In the wake of the allegations against him, Cuomo was asked by a reporter on Wednesday whether he had taken the sexual harassment training.
“Short answer is yes,” Cuomo responded.
—Norah O’Donnell 🇺🇸 (@NorahODonnell) March 5, 2021
Cuomo’s office did not immediately respond to a request from Insider.
“I now understand that I acted in a way that made people feel uncomfortable, and I truly and deeply apologize for it,” Cuomo also said on Wednesday. “And frankly, I am embarrassed by it. And that’s not easy to say, but that’s the truth.”
Bennett is one of three women who have accused Cuomo of sexual harassment. The New York Times reported on Friday that the New York attorney general has asked members of Cuomo’s administration to save any records that could be relevant to the sexual harassment inquiry.

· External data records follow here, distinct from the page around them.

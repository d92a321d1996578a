// SPDX-FileCopyrightText: 2026 Maitre Contributors
// SPDX-License-Identifier: MIT OR Apache-2.0

//! Test utilities for Maitre integration tests.
//!
//! Provides mock adapters and harness infrastructure for fast,
//! deterministic, CI-runnable tests without external services.
//!
//! # Components
//!
//! - [`MockModel`] - Mock model provider with pre-configured completions
//! - [`MockTransport`] - Mock chat transport with outbound capture
//! - [`MockPublisher`] - Mock review publisher recording publish calls
//! - [`TestHarness`] - Fully wired workflow stack over a temp database

pub mod harness;
pub mod mock_model;
pub mod mock_publisher;
pub mod mock_transport;

pub use harness::{TestHarness, TestHarnessBuilder};
pub use mock_model::MockModel;
pub use mock_publisher::{MockPublisher, PublishedReply};
pub use mock_transport::{MockTransport, SentMessage};
// SPDX-FileCopyrightText: 2026 Maitre Contributors
// SPDX-License-Identifier: MIT OR Apache-2.0

//! Core library for the Maitre review approval engine.
//!
//! This crate provides the foundational trait definitions, error types, and
//! common types used throughout the Maitre workspace. The external
//! collaborators (chat transport, model provider, review store, publisher)
//! all implement traits defined here.

pub mod error;
pub mod traits;
pub mod types;

// Re-export key items at crate root for ergonomic imports.
pub use error::MaitreError;
pub use types::{
    AdapterType, ConversationTurn, Direction, HealthStatus, InboundMessage, NewReview,
    Review, ReviewState, Revision, TransportMessageId,
};

// Re-export all adapter traits at crate root.
pub use traits::{Adapter, ChatTransport, ModelProvider, ReviewPublisher, ReviewStore};
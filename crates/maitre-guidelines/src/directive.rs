// SPDX-FileCopyrightText: 2026 Maitre Contributors
// SPDX-License-Identifier: MIT OR Apache-2.0

//! The structured prompt directive produced by the guideline resolver.

use serde::{Deserialize, Serialize};

/// Structured output of the guideline resolver dictating tone, required
/// phrases, and offers for a draft. Consumed by the draft generator as
/// prompt directives and by the validator as acceptance criteria.
#[derive(Debug, Clone, PartialEq, Serialize, Deserialize)]
pub struct Directive {
    /// How the response must open (e.g., apology-first for low ratings).
    pub opening_style: String,
    /// Tone descriptors fed into the prompt.
    pub tone: Vec<String>,
    /// Phrases the final draft must contain, rating-dependent.
    pub mandatory_phrases: Vec<String>,
    /// Offers to extend to the customer.
    pub offers: Vec<Offer>,
    /// How the response must close.
    pub closing: String,
}

/// A single offer rule: the condition that triggered it and its effect.
#[derive(Debug, Clone, PartialEq, Serialize, Deserialize)]
pub struct Offer {
    pub condition: OfferCondition,
    pub effect: OfferEffect,
}

/// What triggered an offer.
#[derive(Debug, Clone, PartialEq, Serialize, Deserialize)]
#[serde(rename_all = "snake_case")]
pub enum OfferCondition {
    /// Triggered by the review's star rating tier.
    RatingTier(u8),
    /// Triggered by an occasion keyword found in the review text.
    SpecialOccasion(String),
}

/// What an offer grants.
#[derive(Debug, Clone, PartialEq, Serialize, Deserialize)]
#[serde(rename_all = "snake_case")]
pub enum OfferEffect {
    /// A discount code for the next visit. At most one survives conflict
    /// resolution.
    DiscountCode(String),
    /// A complimentary item (dessert, drink, ...). Stacks with discounts.
    ComplimentaryItem(String),
}

impl Offer {
    /// The rating tier this offer came from, if any. Occasion offers have
    /// no tier and lose discount conflicts to any rating-tier offer.
    pub fn tier(&self) -> Option<u8> {
        match self.condition {
            OfferCondition::RatingTier(t) => Some(t),
            OfferCondition::SpecialOccasion(_) => None,
        }
    }

    pub fn is_discount(&self) -> bool {
        matches!(self.effect, OfferEffect::DiscountCode(_))
    }
}
use chrono::{SecondsFormat, Utc};
use dashmap::DashMap;
use tokio::sync::Mutex;
use tracing::{debug, error, info, warn};

use maitre_config::model::{EngineConfig, TwilioConfig};
use maitre_core::types::{
    ConversationTurn, Direction, InboundMessage, NewReview, Review, ReviewState,
};
use maitre_core::{ChatTransport, MaitreError, ReviewPublisher, ReviewStore};
use maitre_draft::DraftGenerator;
use maitre_guidelines::GuidelineRules;
use maitre_resilience::RetryPolicy;

use crate::classify::{Action, classify};

/// Engine-level settings distilled from the config sections.
#[derive(Debug, Clone)]
pub struct EngineSettings {
    /// Chat address the approval conversation happens on.
    pub manager_recipient: String,
    /// How long a review waits in AwaitingApproval before the sweep
    /// abandons it.
    pub approval_timeout: Duration,
}

impl EngineSettings {
    pub fn from_config(engine: &EngineConfig, twilio: &TwilioConfig) -> Result<Self, MaitreError> {
        let manager_recipient = twilio
            .manager_number
            .clone()
            .filter(|n| !n.is_empty())
            .ok_or_else(|| {
                MaitreError::Config("twilio.manager_number is required".to_string())
            })?;
        Ok(Self {
            manager_recipient,
            approval_timeout: Duration::from_secs(engine.approval_timeout_secs),
        })
    }
}

/// The workflow engine. One instance per process; clone-free, shared via `Arc`.
pub struct WorkflowEngine {
    store: Arc<dyn ReviewStore>,
    transport: Arc<dyn ChatTransport>,
    drafter: DraftGenerator,
    publisher: Arc<dyn ReviewPublisher>,
    rules: GuidelineRules,
    retry: RetryPolicy,
    settings: EngineSettings,
    // Per-review critical sections. Entries are tiny and reviews are
    // finite, so entries are never reaped.
    locks: DashMap<String, Arc<Mutex<()>>>,
}
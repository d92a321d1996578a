// SPDX-FileCopyrightText: 2026 Maitre Contributors
// SPDX-License-Identifier: MIT OR Apache-2.0

//! Twilio webhook signature validation.
//!
//! Twilio signs each webhook with HMAC-SHA1 over the full request URL
//! followed by every POST parameter name and value, sorted by name, keyed
//! with the account auth token and sent base64-encoded in the
//! `X-Twilio-Signature` header.

use base64::Engine as _;
use base64::engine::general_purpose::STANDARD;
use hmac::{Hmac, Mac};
use sha1::Sha1;

type HmacSha1 = Hmac<Sha1>;

/// Computes the expected signature for a webhook request.
pub fn expected_signature(auth_token: &str, url: &str, params: &[(String, String)]) -> String {
    let mut sorted: Vec<&(String, String)> = params.iter().collect();
    sorted.sort_by(|a, b| a.0.cmp(&b.0));

    let mut payload = url.to_string();
    for (name, value) in sorted {
        payload.push_str(name);
        payload.push_str(value);
    }

    // HMAC accepts keys of any length, so new_from_slice cannot fail here.
    let mut mac = HmacSha1::new_from_slice(auth_token.as_bytes())
        .unwrap_or_else(|_| HmacSha1::new_from_slice(&[]).unwrap());
    mac.update(payload.as_bytes());
    STANDARD.encode(mac.finalize().into_bytes())
}

/// Validates a webhook signature in constant time.
pub fn validate(
    auth_token: &str,
    url: &str,
    params: &[(String, String)],
    signature: &str,
) -> bool {
    let Ok(provided) = STANDARD.decode(signature) else {
        return false;
    };

    let mut sorted: Vec<&(String, String)> = params.iter().collect();
    sorted.sort_by(|a, b| a.0.cmp(&b.0));

    let mut payload = url.to_string();
    for (name, value) in sorted {
        payload.push_str(name);
        payload.push_str(value);
    }

    let Ok(mut mac) = HmacSha1::new_from_slice(auth_token.as_bytes()) else {
        return false;
    };
    mac.update(payload.as_bytes());
    mac.verify_slice(&provided).is_ok()
}
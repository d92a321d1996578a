// SPDX-FileCopyrightText: 2026 Maitre Contributors
// SPDX-License-Identifier: MIT OR Apache-2.0

//! Conversation turn log operations.
//!
//! The turn log is append-only and unique-indexed on the transport message
//! id. Inserting a turn is therefore the deduplication gate for inbound
//! events: an `INSERT OR IGNORE` that changes no rows means the event was
//! already seen and must not reach the state machine.

use maitre_core::MaitreError;
use rusqlite::params;

use crate::database::Database;
use crate::models::{ConversationTurn, Direction};

/// Append a turn to the log.
///
/// Returns `true` when the turn was recorded, `false` when a turn with the
/// same transport message id already exists (duplicate delivery).
pub async fn record_turn(db: &Database, turn: &ConversationTurn) -> Result<bool, MaitreError> {
    let turn = turn.clone();
    db.connection()
        .call(move |conn| {
            let changed = conn.execute(
                "INSERT OR IGNORE INTO turns
                     (review_id, direction, transport_message_id, payload, created_at)
                 VALUES (?1, ?2, ?3, ?4, ?5)",
                params![
                    turn.review_id,
                    turn.direction.to_string(),
                    turn.transport_message_id,
                    turn.payload,
                    turn.created_at,
                ],
            )?;
            Ok(changed == 1)
        })
        .await
        .map_err(crate::database::map_tr_err)
}

/// Get all turns for a review in insertion order.
pub async fn turns_for_review(
    db: &Database,
    review_id: &str,
) -> Result<Vec<ConversationTurn>, MaitreError> {
    let review_id = review_id.to_string();
    db.connection()
        .call(move |conn| {
            let mut stmt = conn.prepare(
                "SELECT review_id, direction, transport_message_id, payload, created_at
                 FROM turns WHERE review_id = ?1 ORDER BY id ASC",
            )?;
            let rows = stmt.query_map(params![review_id], |row| {
                let direction_text: String = row.get(1)?;
                let direction: Direction = direction_text.parse().map_err(|e| {
                    rusqlite::Error::FromSqlConversionFailure(
                        1,
                        rusqlite::types::Type::Text,
                        Box::new(e),
                    )
                })?;
                Ok(ConversationTurn {
                    review_id: row.get(0)?,
                    direction,
                    transport_message_id: row.get(2)?,
                    payload: row.get(3)?,
                    created_at: row.get(4)?,
                })
            })?;
            let mut turns = Vec::new();
            for row in rows {
                turns.push(row?);
            }
            Ok(turns)
        })
        .await
        .map_err(crate::database::map_tr_err)
}
// SPDX-FileCopyrightText: 2026 Maitre Contributors
// SPDX-License-Identifier: MIT OR Apache-2.0

//! Publisher trait for dispatching the final approved response.

use async_trait::async_trait;

use crate::error::MaitreError;
use crate::traits::adapter::Adapter;

/// Publish collaborator: posts the approved response back to the review
/// platform. Invoked exactly once per approved review.
#[async_trait]
pub trait ReviewPublisher: Adapter {
    /// Publishes the final text for a review.
    ///
    /// Fails with [`MaitreError::Delivery`]; the engine retries with
    /// bounded backoff and on exhaustion marks the review
    /// approved-but-unpublished for manual follow-up.
    async fn publish(&self, review_id: &str, final_text: &str) -> Result<(), MaitreError>;
}
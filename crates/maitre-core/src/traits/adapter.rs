// SPDX-FileCopyrightText: 2026 Maitre Contributors
// SPDX-License-Identifier: MIT OR Apache-2.0

//! Base trait that all Maitre adapters implement.

use async_trait::async_trait;

use crate::error::MaitreError;
use crate::types::{AdapterType, HealthStatus};

/// The base trait for all Maitre adapters (transport, model, storage, publisher).
///
/// Provides identity, lifecycle, and health check capabilities.
#[async_trait]
pub trait Adapter: Send + Sync + 'static {
    /// Returns the human-readable name of this adapter instance.
    fn name(&self) -> &str;

    /// Returns the semantic version of this adapter.
    fn version(&self) -> semver::Version;

    /// Returns the type of adapter.
    fn adapter_type(&self) -> AdapterType;

    /// Performs a health check and returns the adapter's current status.
    async fn health_check(&self) -> Result<HealthStatus, MaitreError>;

    /// Gracefully shuts down the adapter, releasing any held resources.
    async fn shutdown(&self) -> Result<(), MaitreError>;
}
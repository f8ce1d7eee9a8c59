use std::collections::HashMap;
use std::hash::Hash;
use std::sync::OnceLock;

use regex::Regex;

use crate::core::Time;

/// `key` maps to `value` over `[start, end)`.
#[derive(Debug, Clone, PartialEq, Eq, Hash)]
pub struct OwnershipPeriod<K, V> {
    pub start: Time,
    pub end: Time,
    pub key: K,
    pub value: V,
}

impl<K, V> OwnershipPeriod<K, V> {
    pub fn new(start: Time, end: Time, key: K, value: V) -> Self {
        Self { start, end, key, value }
    }
    pub fn contains(&self, t: Time) -> bool {
        self.start <= t && t < self.end
    }
}

pub type OwnershipMap<K, V> = HashMap<K, Vec<OwnershipPeriod<K, V>>>;

/// Closes the gaps between the periods of each key.
///
/// Periods are sorted by start, every end is moved to the next start and the
/// last end is opened to [`Time::MAX`]. Output does not depend on input order.
pub fn merge_ownership_periods<K, V>(periods: impl IntoIterator<Item = OwnershipPeriod<K, V>>) -> OwnershipMap<K, V>
where
    K: Eq + Hash + Clone,
    V: Ord,
{
    let mut grouped: OwnershipMap<K, V> = HashMap::new();
    for period in periods {
        grouped.entry(period.key.clone()).or_default().push(period);
    }
    for group in grouped.values_mut() {
        close_gaps(group);
    }
    grouped
}

/// Merges a list that already belongs to a single key, e.g. histories of one
/// symbol gathered from several countries.
pub fn remerge_periods<K, V: Ord>(mut periods: Vec<OwnershipPeriod<K, V>>) -> Vec<OwnershipPeriod<K, V>> {
    close_gaps(&mut periods);
    periods
}

fn close_gaps<K, V: Ord>(group: &mut [OwnershipPeriod<K, V>]) {
    group.sort_by(|a, b| (a.start, a.end, &a.value).cmp(&(b.start, b.end, &b.value)));
    let len = group.len();
    for i in 0..len {
        group[i].end = if i + 1 < len { group[i + 1].start } else { Time::MAX };
    }
}

fn symbol_delimiter() -> &'static Regex {
    static DELIMITER: OnceLock<Regex> = OnceLock::new();
    DELIMITER.get_or_init(|| Regex::new(r"[./\-_]").expect("static regex"))
}

/// Splits `BRK.A` style symbols into `(company_symbol, share_class_symbol)`.
///
/// Only the first delimiter splits. Missing symbols split into two empty strings.
pub fn split_delimited_symbol(symbol: Option<&str>) -> (String, String) {
    let Some(symbol) = symbol.filter(|s| !s.is_empty()) else {
        return (String::new(), String::new());
    };
    let mut parts = symbol_delimiter().splitn(symbol, 2);
    let company = parts.next().unwrap_or_default().to_string();
    let share_class = parts.next().unwrap_or_default().to_string();
    (company, share_class)
}

#[cfg(test)]
mod tests {
    use super::*;

    fn t(n: i64) -> Time {
        Time::from_nanos(n)
    }

    #[test]
    fn test_merge_closes_gaps_and_opens_end() {
        let merged = merge_ownership_periods(vec![
            OwnershipPeriod::new(t(20), t(25), "A", 2u64),
            OwnershipPeriod::new(t(0), t(10), "A", 1u64),
            OwnershipPeriod::new(t(5), t(6), "B", 3u64),
        ]);
        let a = &merged["A"];
        assert_eq!(a.len(), 2);
        assert_eq!((a[0].start, a[0].end, a[0].value), (t(0), t(20), 1));
        assert_eq!((a[1].start, a[1].end, a[1].value), (t(20), Time::MAX, 2));
        assert_eq!(merged["B"][0].end, Time::MAX);
    }

    #[test]
    fn test_merge_independent_of_order() {
        let periods = vec![
            OwnershipPeriod::new(t(30), t(40), 1, 9u64),
            OwnershipPeriod::new(t(10), t(20), 1, 7u64),
            OwnershipPeriod::new(t(20), t(30), 1, 8u64),
        ];
        let mut reversed = periods.clone();
        reversed.reverse();
        assert_eq!(merge_ownership_periods(periods), merge_ownership_periods(reversed));
    }

    #[test]
    fn test_merge_idempotent() {
        let once = merge_ownership_periods(vec![
            OwnershipPeriod::new(t(0), t(3), "A", 1u64),
            OwnershipPeriod::new(t(7), t(9), "A", 2u64),
        ]);
        let twice = merge_ownership_periods(once.values().flatten().cloned());
        assert_eq!(once, twice);
    }

    #[test]
    fn test_contains_is_half_open() {
        let p = OwnershipPeriod::new(t(0), t(10), (), 1u64);
        assert!(p.contains(t(0)));
        assert!(!p.contains(t(10)));
    }

    #[test]
    fn test_split_delimited_symbol() {
        let pair = |a: &str, b: &str| (a.to_string(), b.to_string());
        assert_eq!(split_delimited_symbol(Some("BRK.A")), pair("BRK", "A"));
        assert_eq!(split_delimited_symbol(Some("BRK_A")), pair("BRK", "A"));
        assert_eq!(split_delimited_symbol(Some("BRK-A")), pair("BRK", "A"));
        assert_eq!(split_delimited_symbol(Some("BRK/A")), pair("BRK", "A"));
        assert_eq!(split_delimited_symbol(Some("A.B.C")), pair("A", "B.C"));
        assert_eq!(split_delimited_symbol(Some("AAPL")), pair("AAPL", ""));
        assert_eq!(split_delimited_symbol(Some("")), pair("", ""));
        assert_eq!(split_delimited_symbol(None), pair("", ""));
    }
}
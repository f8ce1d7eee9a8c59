pub mod equity;
pub mod exchange;
pub mod future;
pub mod mapping;
pub mod root_symbol;
pub mod router;
pub mod version;

pub use equity::*;
pub use exchange::*;
pub use future::*;
pub use mapping::*;
pub use root_symbol::*;
pub use router::*;
pub use version::*;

The governor has also come under fire in recent weeks for his administration’s pandemic response. The Times and The Wall Street Journal reported on Thursday that Cuomo’s top advisers had successfully pushed health officials to alter a report that would obscure the high COVID-19 death toll in nursing homes.
Also on Friday, New York state lawmakers stripped Cuomo of the emergency powers he was granted in the early days of the pandemic, when some were praising his coronavirus response.